[[ Records provided open ]]

use anyhow::{Context, Result};
use serde::Deserialize;
use std::collections::HashMap;
use std::path::{Path, PathBuf};

/// Environment variable naming the config file
pub const CONFIG_PATH_ENV: &str = "HOMEGUARD_CONFIG";

/// Environment variable overriding every node's hub URL
pub const HUB_URL_ENV: &str = "HOMEGUARD_HUB_URL";

/// Complete Homeguard configuration, one section per node
#[derive(Debug, Clone, Deserialize, Default)]
pub struct HomeguardConfig {
    #[serde(default)]
    pub hub: HubConfig,
    #[serde(default)]
    pub camera: CameraConfig,
    #[serde(default)]
    pub door: DoorConfig,
    #[serde(default)]
    pub notifier: NotifierConfig,
}

/// Central hub configuration
#[derive(Debug, Clone, Deserialize)]
pub struct HubConfig {
    #[serde(default = "default_hub_bind")]
    pub bind_addr: String,
    /// Serial device carrying sensor lines
    #[serde(default = "default_serial_port")]
    pub serial_port: String,
    #[serde(default = "default_baud_rate")]
    pub baud_rate: u32,
    /// Captured face crops
    #[serde(default = "default_faces_dir")]
    pub faces_dir: PathBuf,
    /// Enrolled roster (reference images)
    #[serde(default = "default_known_faces_dir")]
    pub known_faces_dir: PathBuf,
    #[serde(default = "default_pulse_ms")]
    pub vibration_pulse_ms: u64,
}

fn default_hub_bind() -> String {
    "0.0.0.0:5000".to_string()
}

fn default_serial_port() -> String {
    "/dev/ttyUSB0".to_string()
}

fn default_baud_rate() -> u32 {
    9600
}

fn default_faces_dir() -> PathBuf {
    PathBuf::from("data/faces")
}

fn default_known_faces_dir() -> PathBuf {
    PathBuf::from("data/known_faces")
}

fn default_pulse_ms() -> u64 {
    500
}

impl Default for HubConfig {
    fn default() -> Self {
        Self {
            bind_addr: default_hub_bind(),
            serial_port: default_serial_port(),
            baud_rate: default_baud_rate(),
            faces_dir: default_faces_dir(),
            known_faces_dir: default_known_faces_dir(),
            vibration_pulse_ms: default_pulse_ms(),
        }
    }
}

/// Camera node configuration
#[derive(Debug, Clone, Deserialize)]
pub struct CameraConfig {
    #[serde(default = "default_camera_bind")]
    pub bind_addr: String,
    #[serde(default = "default_camera_id")]
    pub camera_id: String,
    /// Recognize every Nth frame
    #[serde(default = "default_process_every")]
    pub process_every: u64,
    /// Seconds between face events for the same identity
    #[serde(default = "default_event_cooldown")]
    pub event_cooldown_secs: u64,
    #[serde(default = "default_max_frame_bytes")]
    pub max_frame_bytes: usize,
    #[serde(default = "default_known_faces_dir")]
    pub known_faces_dir: PathBuf,
    /// Face recognition service; recognition is disabled when unset
    #[serde(default)]
    pub recognizer_url: Option<String>,
    #[serde(default = "default_hub_url")]
    pub hub_url: String,
}

fn default_camera_bind() -> String {
    "0.0.0.0:9876".to_string()
}

fn default_camera_id() -> String {
    "cam_01".to_string()
}

fn default_process_every() -> u64 {
    5
}

fn default_event_cooldown() -> u64 {
    5
}

fn default_max_frame_bytes() -> usize {
    8 * 1024 * 1024
}

fn default_hub_url() -> String {
    "http://localhost:5000".to_string()
}

impl Default for CameraConfig {
    fn default() -> Self {
        Self {
            bind_addr: default_camera_bind(),
            camera_id: default_camera_id(),
            process_every: default_process_every(),
            event_cooldown_secs: default_event_cooldown(),
            max_frame_bytes: default_max_frame_bytes(),
            known_faces_dir: default_known_faces_dir(),
            recognizer_url: None,
            hub_url: default_hub_url(),
        }
    }
}

/// Door control node configuration
#[derive(Debug, Clone, Deserialize)]
pub struct DoorConfig {
    #[serde(default = "default_door_bind")]
    pub bind_addr: String,
    #[serde(default = "default_hub_url")]
    pub hub_url: String,
    /// Enrolled credentials: uid (hex) → name
    #[serde(default = "default_credentials")]
    pub credentials: HashMap<String, String>,
}

fn default_door_bind() -> String {
    "0.0.0.0:8765".to_string()
}

fn default_credentials() -> HashMap<String, String> {
    [
        ("A4961F3E", "Ammar"),
        ("03976D6A", "Hana"),
        ("945C453E", "Menna"),
        ("038E226A", "Mohamed"),
        ("1BB24302", "Andrew"),
        ("33D3316A", "Mostafa"),
        ("94A9133E", "Filo"),
    ]
    .into_iter()
    .map(|(uid, name)| (uid.to_string(), name.to_string()))
    .collect()
}

impl Default for DoorConfig {
    fn default() -> Self {
        Self {
            bind_addr: default_door_bind(),
            hub_url: default_hub_url(),
            credentials: default_credentials(),
        }
    }
}

/// Notification node configuration
#[derive(Debug, Clone, Deserialize)]
pub struct NotifierConfig {
    #[serde(default = "default_hub_url")]
    pub hub_url: String,
    #[serde(default = "default_telegram_api")]
    pub telegram_api_url: String,
    /// Bot token; `TELEGRAM_TOKEN` takes precedence
    #[serde(default)]
    pub telegram_token: Option<String>,
    #[serde(default = "default_subscribers_dir")]
    pub subscribers_dir: PathBuf,
    #[serde(default = "default_vibration_cooldown")]
    pub vibration_cooldown_secs: u64,
    #[serde(default = "default_face_cooldown")]
    pub face_cooldown_secs: u64,
    #[serde(default = "default_camera_lat")]
    pub camera_lat: f64,
    #[serde(default = "default_camera_lon")]
    pub camera_lon: f64,
}

fn default_telegram_api() -> String {
    "https://api.telegram.org".to_string()
}

fn default_subscribers_dir() -> PathBuf {
    PathBuf::from("data/subscribers")
}

fn default_vibration_cooldown() -> u64 {
    30
}

fn default_face_cooldown() -> u64 {
    20
}

fn default_camera_lat() -> f64 {
    30.0444
}

fn default_camera_lon() -> f64 {
    31.2357
}

impl Default for NotifierConfig {
    fn default() -> Self {
        Self {
            hub_url: default_hub_url(),
            telegram_api_url: default_telegram_api(),
            telegram_token: None,
            subscribers_dir: default_subscribers_dir(),
            vibration_cooldown_secs: default_vibration_cooldown(),
            face_cooldown_secs: default_face_cooldown(),
            camera_lat: default_camera_lat(),
            camera_lon: default_camera_lon(),
        }
    }
}

impl NotifierConfig {
    /// Bot token from the environment or the config file
    pub fn resolve_token(&self) -> Option<String> {
        std::env::var("TELEGRAM_TOKEN")
            .ok()
            .filter(|t| !t.is_empty())
            .or_else(|| self.telegram_token.clone())
    }
}

impl HomeguardConfig {
    /// Apply environment overrides on top of file values. `lookup` resolves
    /// a variable name, normally `std::env::var`.
    pub fn apply_env_overrides<F>(&mut self, lookup: F)
    where
        F: Fn(&str) -> Option<String>,
    {
        if let Some(url) = lookup(HUB_URL_ENV).filter(|u| !u.is_empty()) {
            self.camera.hub_url = url.clone();
            self.door.hub_url = url.clone();
            self.notifier.hub_url = url;
        }
    }
}

/// Load configuration from TOML file
pub fn load_config(path: impl AsRef<Path>) -> Result<HomeguardConfig> {
    let path = path.as_ref();
    let contents = std::fs::read_to_string(path)
        .with_context(|| format!("Failed to read config file {}", path.display()))?;
    let config: HomeguardConfig = toml::from_str(&contents)
        .with_context(|| format!("Failed to parse config file {}", path.display()))?;
    Ok(config)
}

/// Load the config named by `HOMEGUARD_CONFIG` (default `homeguard.toml`).
///
/// A missing file yields defaults; an unreadable or invalid one is an error.
pub fn load_from_env() -> Result<HomeguardConfig> {
    let path = std::env::var(CONFIG_PATH_ENV).unwrap_or_else(|_| "homeguard.toml".to_string());
    let mut config = if Path::new(&path).exists() {
        load_config(path)?
    } else {
        HomeguardConfig::default()
    };
    config.apply_env_overrides(|key| std::env::var(key).ok());
    Ok(config)
}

[[ Records provided closed ]]

> _Your goal_: The response must give every line from the material above that holds the string "display".

> _Solution to the exercise_:
        .with_context(|| format!("Failed to read config file {}", path.display()))?;
        .with_context(|| format!("Failed to parse config file {}", path.display()))?;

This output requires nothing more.